Comparison of the intracellular distribution of cytoplasmic dynein and kinesin in cultured cells: Motor protein location does not reliably predict function

Abstract

While immunolocalization methods have been used as a reasonable means to judge where a given molecule may be active in the cellular milieu, the correlation between distribution and function for proteins involved in intracellular transport may not be clear cut. To address the question of specificity and reproducibility of immunolocalization of microtubule-based motor proteins, we have co-localized cytoplasmic dynein and kinesin by immunofluorescence microscopy using two specific antibodies for each motor molecule. The results indicate that cytoplasmic dynein and kinesin appear to co-localize on a small subset of vesicles, but largely reside or accumulate on morphologically distinct organelles. In addition, antikinesin antibodies differing in their epitope specificity label different cellular compartments.
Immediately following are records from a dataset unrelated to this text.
//! Entities of the forum as seen by callers of the resolver layer.
//!
//! Attribute names follow the table's wire format (`snake_case`). Key attributes (`PK`, `SK`,
//! `GSI*`) are not part of the entities; they are derived by [`crate::keys`] on write and ignored
//! on read.

use crate::error::{ErrorKind, ResultExt};
use anyhow::Context;
use chrono::{DateTime, Utc};
use serde::{Deserialize, Serialize};
use sha2::{Digest, Sha256};
use std::fmt::{Display, Formatter};
use std::str::FromStr;

/// A topic community.
#[derive(Clone, Debug, PartialEq, Eq, Serialize, Deserialize)]
pub struct Subreddit {
    pub id: String,
    pub topic: String,
    pub created_at: DateTime<Utc>,
}

/// A post within a subreddit.
#[derive(Clone, Debug, PartialEq, Eq, Serialize, Deserialize)]
pub struct Post {
    pub id: String,
    pub title: String,
    #[serde(default)]
    pub body: String,
    /// Opaque URL of an uploaded image, empty if there is none.
    #[serde(default)]
    pub image: String,
    /// Author.
    pub username: String,
    pub subreddit_id: String,
    pub created_at: DateTime<Utc>,
}

#[derive(Clone, Debug, PartialEq, Eq, Serialize, Deserialize)]
pub struct Comment {
    pub id: String,
    pub post_id: String,
    pub username: String,
    pub text: String,
    pub created_at: DateTime<Utc>,
}

#[derive(Clone, Debug, PartialEq, Eq, Serialize, Deserialize)]
pub struct Vote {
    pub id: VoteId,
    pub post_id: String,
    pub username: String,
    pub upvote: bool,
    pub created_at: DateTime<Utc>,
}

/// Result of deleting a vote.
#[derive(Clone, Debug, PartialEq, Eq, Serialize, Deserialize)]
pub struct DeletedVote {
    pub id: VoteId,
}

/// Number of hex characters of the username digest embedded in a [`VoteId`].
const USER_DIGEST_LENGTH: usize = 32;

/// Identity of a vote: `<post_id>.<digest of username>`.
///
/// The id is a pure function of `(post_id, username)`, so a user can only ever hold one vote
/// item per post and the vote can be addressed without scanning the post's votes.
#[derive(Clone, Debug, PartialEq, Eq, Hash, Serialize, Deserialize)]
#[serde(try_from = "String", into = "String")]
pub struct VoteId {
    post_id: String,
    user_digest: String,
}

impl VoteId {
    pub fn derive(post_id: &str, username: &str) -> Self {
        let digest = Sha256::digest(username.as_bytes());
        let mut user_digest = String::with_capacity(USER_DIGEST_LENGTH);
        for byte in digest.iter().take(USER_DIGEST_LENGTH / 2) {
            user_digest.push_str(&format!("{:02x}", byte));
        }

        VoteId {
            post_id: post_id.to_string(),
            user_digest,
        }
    }

    pub fn post_id(&self) -> &str {
        &self.post_id
    }

    pub fn user_digest(&self) -> &str {
        &self.user_digest
    }
}

impl Display for VoteId {
    fn fmt(&self, f: &mut Formatter<'_>) -> std::fmt::Result {
        write!(f, "{}.{}", self.post_id, self.user_digest)
    }
}

impl FromStr for VoteId {
    type Err = anyhow::Error;

    fn from_str(value: &str) -> Result<Self, Self::Err> {
        let (post_id, user_digest) = value
            .rsplit_once('.')
            .with_context(|| format!("'{}' is not a valid vote id", value))
            .mark_invalid()?;

        if post_id.is_empty()
            || post_id.contains('#')
            || user_digest.len() != USER_DIGEST_LENGTH
            || !user_digest.chars().all(|c| c.is_ascii_hexdigit())
        {
            crate::forum_bail!(ErrorKind::Validation, "'{}' is not a valid vote id", value);
        }

        Ok(VoteId {
            post_id: post_id.to_string(),
            user_digest: user_digest.to_string(),
        })
    }
}

impl TryFrom<String> for VoteId {
    type Error = anyhow::Error;

    fn try_from(value: String) -> Result<Self, Self::Error> {
        value.parse()
    }
}

impl From<VoteId> for String {
    fn from(id: VoteId) -> Self {
        id.to_string()
    }
}

#[cfg(test)]
mod tests {
    use super::*;
    use crate::error::kind_of;

    #[test]
    fn vote_id_is_deterministic_per_post_and_user() {
        assert_eq!(VoteId::derive("p1", "alice"), VoteId::derive("p1", "alice"));
        assert_ne!(VoteId::derive("p1", "alice"), VoteId::derive("p1", "bob"));
        assert_ne!(VoteId::derive("p1", "alice"), VoteId::derive("p2", "alice"));
    }

    #[test]
    fn vote_id_parses_its_own_rendering() {
        let id = VoteId::derive("P1", "Jane Doe#1");
        let rendered = id.to_string();

        assert!(rendered.starts_with("P1."));
        assert_eq!(rendered.parse::<VoteId>().unwrap(), id);
    }

    #[test]
    fn vote_ids_of_dotted_post_ids_parse() {
        let id = VoteId::derive("v1.2.release", "alice");

        let parsed = id.to_string().parse::<VoteId>().unwrap();
        assert_eq!(parsed.post_id(), "v1.2.release");
        assert_eq!(parsed, id);
    }

    #[test]
    fn malformed_vote_ids_are_validation_errors() {
        for candidate in ["", "nodot", ".abc", "p1.xyz", "p#1.0123456789abcdef0123456789abcdef"] {
            let err = candidate.parse::<VoteId>().unwrap_err();
            assert_eq!(kind_of(&err), Some(ErrorKind::Validation), "{}", candidate);
        }
    }

    #[test]
    fn vote_serializes_id_as_string() {
        let vote = Vote {
            id: VoteId::derive("p1", "alice"),
            post_id: "p1".to_string(),
            username: "alice".to_string(),
            upvote: true,
            created_at: DateTime::from_timestamp(0, 0).unwrap(),
        };

        let json = serde_json::to_value(&vote).unwrap();
        assert_eq!(json["id"], serde_json::json!(vote.id.to_string()));
        assert_eq!(serde_json::from_value::<Vote>(json).unwrap(), vote);
    }
}
//! Tracing setup shared by `agorad` and `agora-backfill`.
//!
//! Call [`setup_tracing`] once at startup. Console output is always enabled and filtered by
//! `RUST_LOG`. The default filter keeps the AWS SDK quiet, as it logs every request at `info`.
//!
//! | Variable | Description | Default |
//! |----------|-------------|---------|
//! | `RUST_LOG` | Console log filter (e.g., `info`, `agora=debug`) | [`DEFAULT_FILTER`] |
//! | `RUST_TRACE` | OpenTelemetry trace filter | `debug` |
//! | `OTEL_EXPORTER_OTLP_ENDPOINT` | OTLP endpoint URL | (required for OTel) |
//!
//! Without `pretty_logs`, output is plain text suitable for log aggregation:
//! ```text
//! INFO  agora::backfill: Updated post 'P1': SUBREDDIT#golang -> SUBREDDIT#go
//! ```
//!
//! With `pretty_logs`, output is colorized with timestamps and span nesting:
//! ```text
//! 14:32:01.234 INFO  | agora::backfill: Updated post 'P1': SUBREDDIT#golang -> SUBREDDIT#go
//! ```

use tracing_subscriber::layer::SubscriberExt;
use tracing_subscriber::util::SubscriberInitExt;
use tracing_subscriber::{EnvFilter, Layer, Registry};

#[cfg(not(feature = "pretty_logs"))]
mod production;

#[cfg(feature = "pretty_logs")]
mod pretty;

#[cfg(feature = "open_telemetry")]
mod otel;

/// Console filter used if `RUST_LOG` is absent or invalid.
pub const DEFAULT_FILTER: &str = "info,aws_config=warn,aws_smithy_runtime=warn,hyper=warn";

/// Initializes the tracing subscriber with console output and optional OpenTelemetry.
///
/// If OpenTelemetry setup fails (e.g., missing endpoint), falls back to console-only logging.
///
/// # Panics
///
/// Panics if called more than once.
#[cfg(feature = "open_telemetry")]
pub fn setup_tracing() {
    let console_layer = setup_console_layer();

    match otel::setup_open_telemetry_layer() {
        Ok(otlp_layer) => {
            Registry::default()
                .with(console_layer)
                .with(otlp_layer)
                .init();

            tracing::info!(
                "Tracing initialized successfully [reporting to console as well as OpenTelemetry]"
            );
        }
        Err(err) => {
            Registry::default().with(console_layer).init();
            tracing::info!("Tracing initialized successfully [reporting to console only]");
            tracing::info!("Skipping OpenTelemetry setup: {:#}", err);
        }
    }
}

/// Initializes the tracing subscriber with console output only.
#[cfg(not(feature = "open_telemetry"))]
pub fn setup_tracing() {
    let console_layer = setup_console_layer();
    Registry::default().with(console_layer).init();
    tracing::info!("Tracing initialized successfully [reporting to console only]");
}

fn console_filter() -> EnvFilter {
    EnvFilter::try_from_default_env().unwrap_or_else(|_| EnvFilter::new(DEFAULT_FILTER))
}

#[cfg(feature = "pretty_logs")]
fn setup_console_layer() -> Box<dyn Layer<Registry> + Send + Sync + 'static> {
    tracing_subscriber::fmt::layer()
        .event_format(pretty::PrettyConsoleLogFormat)
        .with_filter(console_filter())
        .boxed()
}

#[cfg(not(feature = "pretty_logs"))]
fn setup_console_layer() -> Box<dyn Layer<Registry> + Send + Sync + 'static> {
    tracing_subscriber::fmt::layer()
        .with_ansi(false)
        .event_format(production::ProductionLogFormat)
        .with_filter(console_filter())
        .boxed()
}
To address the question of whether the distribution of motor molecules is representative of organelles that are undergoing active transport, we have altered the activity of vesicle trafficking pathways in fibroblasts using several different methods, including cytoplasmic acidification and distruption of cellular compartments with brefeldin A, nocodazole and okadaic acid. Analysis of the distribution of cytoplasmic dynein and kinesin under these conditions indicates that immunolocalization data alone are not reliable indicators of sites of likely function for these microtubule-based motors. © 1996 Wiley-Liss, Inc.